You loan your limited company £100,000 to fund the purchase of an investment property. That £100,000 is recorded as a director's loan on the DLA. The company now owes you £100,000.

Over the following year, the company makes a profit of £20,000 after expenses and corporation tax. You do not need to pay yourself a dividend to access cash. Instead, you recall £15,000 of your original loan. The company repays £15,000 of the debt it owes you. No income tax. No dividend tax. The DLA balance reduces from £100,000 to £85,000.

You have accessed £15,000 of cash from the company completely tax-free. The company's retained profit is untouched and continues to grow on the balance sheet.
The Strategy: Defer, Not Avoid
The phrase used in the JPU lessons is important here: you are deferring tax, not avoiding it. This is a legal and legitimate distinction.

Tax avoidance is the artificial use of structures to escape a tax that was always intended to apply. What you are doing with a DLA is simply using a proper business structure and the rules that come with it. The money in the company will eventually be subject to tax when it is formally distributed. But by recycling your loan balance and reinvesting profits rather than extracting them, you can defer that tax event for years — and in many cases, potentially indefinitely if you are continuously reinvesting.

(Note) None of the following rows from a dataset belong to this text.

// SPDX-License-Identifier: MPL-2.0
//! Nested TEA sub-components for the browser.
//!
//! Each sub-component has its own State, Message, Effect, and handle() method.
//! The main component.rs orchestrates these sub-components.
//!
//! ## Architecture
//!
//! ```text
//! component.rs (orchestrator)
//!     ├── navigation - Selection and circular stepping
//!     ├── panels     - Overlay, layout, compact fullscreen, info/menu panels
//!     └── slideshow  - Auto-advance scheduler with generation-tagged tickets
//! ```

pub mod navigation;
pub mod panels;
pub mod slideshow;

The longer you defer, the more capital you have working for you inside the company. That capital earns returns. Those returns generate more profit. The compounding effect of deferring tax rather than paying it every year is one of the most significant financial advantages of the limited company structure.
What You Must Get Right
The DLA only works as described if you manage it properly. A few important points:

1. Keep clean records from day one

Every pound you transfer into the company needs to be documented. Your accountant will record this on the balance sheet. Do not rely on memory. Keep records of every transfer, the date, and the purpose. This is also why opening a dedicated business bank account and keeping all business transactions separate from personal ones is so important — it is covered in detail in Lesson 1 and it is not optional if you want a clean DLA.

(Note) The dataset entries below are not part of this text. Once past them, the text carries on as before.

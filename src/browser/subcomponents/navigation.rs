// SPDX-License-Identifier: MPL-2.0
//! Navigation sub-component: the current selection and circular stepping.
//!
//! The selection is the only stored position. The 1-based index shown to
//! users is always derived from it, so the displayed number can never drift
//! from the image actually shown.

use crate::domain::gallery::{Gallery, ImageId};

/// Navigation sub-component state.
#[derive(Debug, Clone, PartialEq, Eq)]
pub struct State {
    selection: ImageId,
}

/// Messages for the navigation sub-component.
#[derive(Debug, Clone, Copy, PartialEq, Eq)]
pub enum Message {
    /// Step to the following image, wrapping from last to first.
    Next,
    /// Step to the preceding image, wrapping from first to last.
    Previous,
    /// Jump to a specific image (thumbnail click, start-image picker).
    Select(ImageId),
    /// Go back to the first image.
    Reset,
}

/// Effects produced by navigation changes.
#[derive(Debug, Clone, Copy, PartialEq, Eq)]
pub enum Effect {
    /// The selection now points at this image.
    Selected(ImageId),
    /// The requested image is not a member of the gallery; selection kept.
    Rejected(ImageId),
}

impl State {
    /// Starts on the first image of the gallery.
    #[must_use]
    pub fn new(gallery: &Gallery) -> Self {
        Self {
            selection: gallery.first(),
        }
    }

    /// Handle a navigation message.
    ///
    /// `next`/`previous` read the current selection, never a separately
    /// tracked counter.
    pub fn handle(&mut self, msg: Message, gallery: &Gallery) -> Effect {
        let target = match msg {
            Message::Next => gallery.next_of(self.selection),
            Message::Previous => gallery.previous_of(self.selection),
            Message::Select(id) => {
                if !gallery.contains(id) {
                    return Effect::Rejected(id);
                }
                id
            }
            Message::Reset => gallery.first(),
        };
        self.selection = target;
        Effect::Selected(target)
    }

    /// The selected image.
    #[must_use]
    pub fn selection(&self) -> ImageId {
        self.selection
    }

    /// 1-based position of the selection, derived on every call.
    #[must_use]
    pub fn current_index(&self) -> usize {
        self.selection.ordinal()
    }
}
// SPDX-License-Identifier: MPL-2.0
//! User-facing notices raised by the browser.
//!
//! The browser never renders toasts itself. It queues [`Notification`]s in a
//! [`Manager`] and the host decides how to show them, resolving each message
//! key through [`crate::i18n`].
//!
//! - [`notification`] - `Notification` struct with severity levels
//! - [`manager`] - `Manager` for queuing and lifecycle management
//!
//! # Usage
//!
//! ```ignore
//! use image_browser::notifications::{Manager, Notification};
//!
//! let mut manager = Manager::new();
//! manager.push(Notification::warning("notification-empty-gallery"));
//! for notice in manager.visible() {
//!     println!("{}", i18n.tr(notice.message_key()));
//! }
//! ```
//!
//! Warnings stay about 5s, info notices about 3s, errors until dismissed.
//! At most 3 notices are visible; the rest wait in a queue.

mod manager;
mod notification;

pub use manager::{Manager, Message as NotificationMessage};
pub use notification::{Notification, NotificationId, Severity};
// SPDX-License-Identifier: MPL-2.0
//! Infrastructure layer adapters.
//!
//! This module contains concrete implementations of the port traits defined in
//! `application::port`.
//!
//! # Available Adapters
//!
//! - [`tokio_timer`]: slideshow timer on the Tokio runtime (implements [`TimerPort`])
//! - [`iced_host`]: Iced event mapping and task-queueing host (implements [`HostEnvironment`])
//! - [`terminal`]: logging host and command parser for the command-line demo
//!
//! [`TimerPort`]: crate::application::port::TimerPort
//! [`HostEnvironment`]: crate::application::port::HostEnvironment

pub mod iced_host;
pub mod terminal;
pub mod tokio_timer;

// Re-export main types for convenience
pub use iced_host::{input_from_event, IcedHost};
pub use terminal::TerminalHost;
pub use tokio_timer::TokioTimer;
// SPDX-License-Identifier: MPL-2.0
//! Panel and mode sub-component.
//!
//! Owns the overlay-open flag, the layout mode, the compact fullscreen flag
//! and the two side panels. The info panel and the slideshow menu are
//! mutually exclusive: every transition that opens one closes the other.

use serde::{Deserialize, Serialize};

/// How the overlay arranges the gallery.
#[derive(Debug, Clone, Copy, PartialEq, Eq, Hash, Default, Serialize, Deserialize)]
#[serde(rename_all = "kebab-case")]
pub enum Layout {
    /// One large image above a thumbnail strip.
    #[default]
    Slides,
    /// Matrix of thumbnails.
    Grid,
}

/// The layer closed by one Escape press, outermost first.
#[derive(Debug, Clone, Copy, PartialEq, Eq)]
pub enum Dismissed {
    SlideshowMenu,
    Info,
    Fullscreen,
    Overlay,
}

/// Panel sub-component state.
#[derive(Debug, Clone, Default, PartialEq, Eq)]
#[allow(clippy::struct_excessive_bools)]
pub struct State {
    overlay_open: bool,
    layout: Layout,
    info_open: bool,
    slideshow_menu_open: bool,
    fullscreen: bool,
}

/// Messages for the panel sub-component.
#[derive(Debug, Clone, Copy, PartialEq, Eq)]
pub enum Message {
    Open,
    Close,
    ToggleInfo,
    /// Direct assignment used by vertical swipes.
    SetInfo(bool),
    ToggleSlideshowMenu,
    ToggleFullscreen,
    SetLayout(Layout),
    /// Close the outermost open layer (Escape cascade, minus the slideshow).
    DismissTopmost,
}

/// Effects produced by panel changes.
#[derive(Debug, Clone, Copy, PartialEq, Eq)]
pub enum Effect {
    /// No effect.
    None,
    /// The overlay became visible.
    Opened,
    /// The overlay was hidden.
    Closed,
    /// A panel, layout or fullscreen flag changed.
    Changed,
    /// One layer was closed by a dismiss request.
    Dismissed(Dismissed),
}

impl State {
    /// Creates the panel state with the caller's initial layout.
    #[must_use]
    pub fn new(layout: Layout) -> Self {
        Self {
            layout,
            ..Self::default()
        }
    }

    /// Handle a panel message.
    pub fn handle(&mut self, msg: Message) -> Effect {
        match msg {
            Message::Open => {
                if self.overlay_open {
                    Effect::None
                } else {
                    self.overlay_open = true;
                    Effect::Opened
                }
            }
            Message::Close => {
                if self.overlay_open {
                    self.overlay_open = false;
                    Effect::Closed
                } else {
                    Effect::None
                }
            }
            Message::ToggleInfo => {
                self.slideshow_menu_open = false;
                self.info_open = !self.info_open;
                Effect::Changed
            }
            Message::SetInfo(open) => {
                if open {
                    self.slideshow_menu_open = false;
                }
                self.info_open = open;
                Effect::Changed
            }
            Message::ToggleSlideshowMenu => {
                self.info_open = false;
                self.slideshow_menu_open = !self.slideshow_menu_open;
                Effect::Changed
            }
            Message::ToggleFullscreen => {
                self.fullscreen = !self.fullscreen;
                Effect::Changed
            }
            Message::SetLayout(layout) => {
                self.layout = layout;
                Effect::Changed
            }
            Message::DismissTopmost => self.dismiss_topmost(),
        }
    }

    fn dismiss_topmost(&mut self) -> Effect {
        if !self.overlay_open {
            return Effect::None;
        }
        let layer = if self.slideshow_menu_open {
            self.slideshow_menu_open = false;
            Dismissed::SlideshowMenu
        } else if self.info_open {
            self.info_open = false;
            Dismissed::Info
        } else if self.fullscreen {
            self.fullscreen = false;
            Dismissed::Fullscreen
        } else {
            self.overlay_open = false;
            Dismissed::Overlay
        };
        Effect::Dismissed(layer)
    }

    #[must_use]
    pub fn is_overlay_open(&self) -> bool {
        self.overlay_open
    }

    #[must_use]
    pub fn layout(&self) -> Layout {
        self.layout
    }

    #[must_use]
    pub fn is_info_open(&self) -> bool {
        self.info_open
    }

    #[must_use]
    pub fn is_slideshow_menu_open(&self) -> bool {
        self.slideshow_menu_open
    }

    /// Compact fullscreen flag (layout only, not platform fullscreen).
    #[must_use]
    pub fn is_fullscreen(&self) -> bool {
        self.fullscreen
    }
}

#[cfg(test)]
mod tests {
    use super::*;

    fn open_state() -> State {
        let mut state = State::default();
        state.handle(Message::Open);
        state
    }

    #[test]
    fn default_layout_is_slides() {
        assert_eq!(State::default().layout(), Layout::Slides);
        assert_eq!(State::new(Layout::Grid).layout(), Layout::Grid);
    }

    #[test]
    fn open_and_close_report_transitions_once() {
        let mut state = State::default();
        assert_eq!(state.handle(Message::Open), Effect::Opened);
        assert_eq!(state.handle(Message::Open), Effect::None);
        assert_eq!(state.handle(Message::Close), Effect::Closed);
        assert_eq!(state.handle(Message::Close), Effect::None);
    }

    #[test]
    fn info_then_menu_leaves_only_menu_open() {
        let mut state = open_state();
        state.handle(Message::ToggleInfo);
        state.handle(Message::ToggleSlideshowMenu);
        assert!(!state.is_info_open());
        assert!(state.is_slideshow_menu_open());
    }

    #[test]
    fn menu_then_info_leaves_only_info_open() {
        let mut state = open_state();
        state.handle(Message::ToggleSlideshowMenu);
        state.handle(Message::ToggleInfo);
        assert!(state.is_info_open());
        assert!(!state.is_slideshow_menu_open());
    }

    #[test]
    fn panels_are_never_both_open() {
        let messages = [
            Message::ToggleInfo,
            Message::ToggleSlideshowMenu,
            Message::SetInfo(true),
            Message::SetInfo(false),
            Message::ToggleFullscreen,
        ];
        let mut state = open_state();
        for first in messages {
            for second in messages {
                state.handle(first);
                state.handle(second);
                assert!(!(state.is_info_open() && state.is_slideshow_menu_open()));
            }
        }
    }

    #[test]
    fn set_info_true_closes_menu() {
        let mut state = open_state();
        state.handle(Message::ToggleSlideshowMenu);
        state.handle(Message::SetInfo(true));
        assert!(state.is_info_open());
        assert!(!state.is_slideshow_menu_open());
    }

    #[test]
    fn set_info_false_keeps_menu() {
        let mut state = open_state();
        state.handle(Message::ToggleSlideshowMenu);
        state.handle(Message::SetInfo(false));
        assert!(state.is_slideshow_menu_open());
    }

    #[test]
    fn set_layout_does_not_touch_other_flags() {
        let mut state = open_state();
        state.handle(Message::ToggleInfo);
        state.handle(Message::ToggleFullscreen);
        state.handle(Message::SetLayout(Layout::Grid));
        assert_eq!(state.layout(), Layout::Grid);
        assert!(state.is_info_open());
        assert!(state.is_fullscreen());
        assert!(state.is_overlay_open());
    }

    #[test]
    fn dismiss_closes_one_layer_per_call() {
        let mut state = open_state();
        state.handle(Message::ToggleInfo);
        state.handle(Message::ToggleFullscreen);

        assert_eq!(
            state.handle(Message::DismissTopmost),
            Effect::Dismissed(Dismissed::Info)
        );
        assert_eq!(
            state.handle(Message::DismissTopmost),
            Effect::Dismissed(Dismissed::Fullscreen)
        );
        assert_eq!(
            state.handle(Message::DismissTopmost),
            Effect::Dismissed(Dismissed::Overlay)
        );
        assert!(!state.is_overlay_open());
        assert_eq!(state.handle(Message::DismissTopmost), Effect::None);
    }

    #[test]
    fn layout_deserializes_from_kebab_case() {
        #[derive(Deserialize)]
        struct Wrapper {
            layout: Layout,
        }
        let parsed: Wrapper = toml::from_str("layout = \"grid\"").expect("valid toml");
        assert_eq!(parsed.layout, Layout::Grid);
    }
}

2. Understand the overdrawn DLA rules

The DLA works in your favour when the company owes you money (credit balance). It can also run the other way: if you take more money out of the company than you have put in, the DLA goes into an overdrawn position. An overdrawn DLA has different tax implications and must be managed carefully. This is a conversation to have with your accountant before it happens, not after.

3. Work with a property-specialist accountant

The DLA is straightforward in principle but requires proper management in practice. An accountant who understands property investment structures will ensure it is recorded correctly, that the balance is accurate, and that you are drawing on it in the most tax-efficient way at the right time.
The Bigger Picture
The DLA is one part of a broader tax strategy available to limited company property investors. Used alongside corporation tax efficiency, careful dividend planning, and potentially more advanced structures such as holding companies or Family Investment Companies (which are introduced in later JPU lessons), it forms the foundation of a portfolio that keeps as much profit working in the business as possible.

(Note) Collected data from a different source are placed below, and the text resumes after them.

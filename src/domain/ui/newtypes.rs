// SPDX-License-Identifier: MPL-2.0
//! UI newtypes.
//!
//! This module provides type-safe wrappers for UI values,
//! ensuring they are always within valid ranges.

use std::time::Duration;

// =============================================================================
// Slideshow Interval Bounds
// =============================================================================

/// Slideshow interval bounds in seconds.
pub mod interval_bounds {
    /// Shortest time an image stays on screen.
    pub const MIN: u32 = 1;
    /// Longest time an image stays on screen.
    pub const MAX: u32 = 10;
    /// Interval preselected in the slideshow menu.
    pub const DEFAULT: u32 = 5;
}

// =============================================================================
// SlideshowInterval
// =============================================================================

/// Time each image stays on screen during a slideshow.
///
/// This newtype enforces validity at the type level, ensuring the value
/// is always within the valid range (1–10 seconds).
///
/// # Example
///
/// ```
/// use image_browser::domain::ui::SlideshowInterval;
///
/// let interval = SlideshowInterval::new(3);
/// assert_eq!(interval.value(), 3);
///
/// // Values outside range are clamped
/// assert_eq!(SlideshowInterval::new(0).value(), 1);
/// assert_eq!(SlideshowInterval::new(60).value(), 10);
/// ```
#[derive(Debug, Clone, Copy, PartialEq, Eq, Hash)]
pub struct SlideshowInterval(u32);

impl SlideshowInterval {
    /// Creates a new interval, clamping to the valid range.
    #[must_use]
    pub fn new(seconds: u32) -> Self {
        Self(seconds.clamp(interval_bounds::MIN, interval_bounds::MAX))
    }

    /// Returns the value in seconds.
    #[must_use]
    pub fn value(self) -> u32 {
        self.0
    }

    /// Returns the interval as a Duration.
    #[must_use]
    pub fn as_duration(self) -> Duration {
        Duration::from_secs(u64::from(self.0))
    }

    /// Returns true if this is the minimum value.
    #[must_use]
    pub fn is_min(self) -> bool {
        self.0 <= interval_bounds::MIN
    }

    /// Returns true if this is the maximum value.
    #[must_use]
    pub fn is_max(self) -> bool {
        self.0 >= interval_bounds::MAX
    }
}

impl Default for SlideshowInterval {
    fn default() -> Self {
        Self(interval_bounds::DEFAULT)
    }
}

// =============================================================================
// Swipe Threshold Bounds
// =============================================================================

/// Minimum swipe travel bounds in logical pixels.
pub mod swipe_bounds {
    /// Smallest accepted threshold.
    pub const MIN: f32 = 1.0;
    /// Largest accepted threshold.
    pub const MAX: f32 = 500.0;
    /// Default threshold.
    pub const DEFAULT: f32 = 10.0;
}

// =============================================================================
// SwipeThreshold
// =============================================================================

/// Minimum finger travel before a touch is recognized as a swipe.
#[derive(Debug, Clone, Copy, PartialEq)]
pub struct SwipeThreshold(f32);

impl SwipeThreshold {
    /// Creates a new threshold, clamping to the valid range.
    ///
    /// NaN falls back to the default.
    #[must_use]
    pub fn new(pixels: f32) -> Self {
        if pixels.is_nan() {
            return Self::default();
        }
        Self(pixels.clamp(swipe_bounds::MIN, swipe_bounds::MAX))
    }

    /// Returns the threshold in logical pixels.
    #[must_use]
    pub fn value(self) -> f32 {
        self.0
    }
}

impl Default for SwipeThreshold {
    fn default() -> Self {
        Self(swipe_bounds::DEFAULT)
    }
}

For investors who are just starting out, the most important thing to understand is this: if you are going to use a limited company — and for higher rate taxpayers that is almost always the right answer — you should be loaning your own money into it rather than investing it as share capital where possible. Every pound you loan in becomes a pound you can later extract tax-free. That is a meaningful advantage that compounds significantly over time.
Key Takeaway
  1. The DLA records money you have personally lent to your company.
  2. Repayments of that loan are tax-free — they are not income.
  3. This allows you to access cash from the company without triggering dividend tax.
  4. Loan your money into the company rather than contributing it as share capital.
  5. Keep clean records and work with a property-specialist accountant.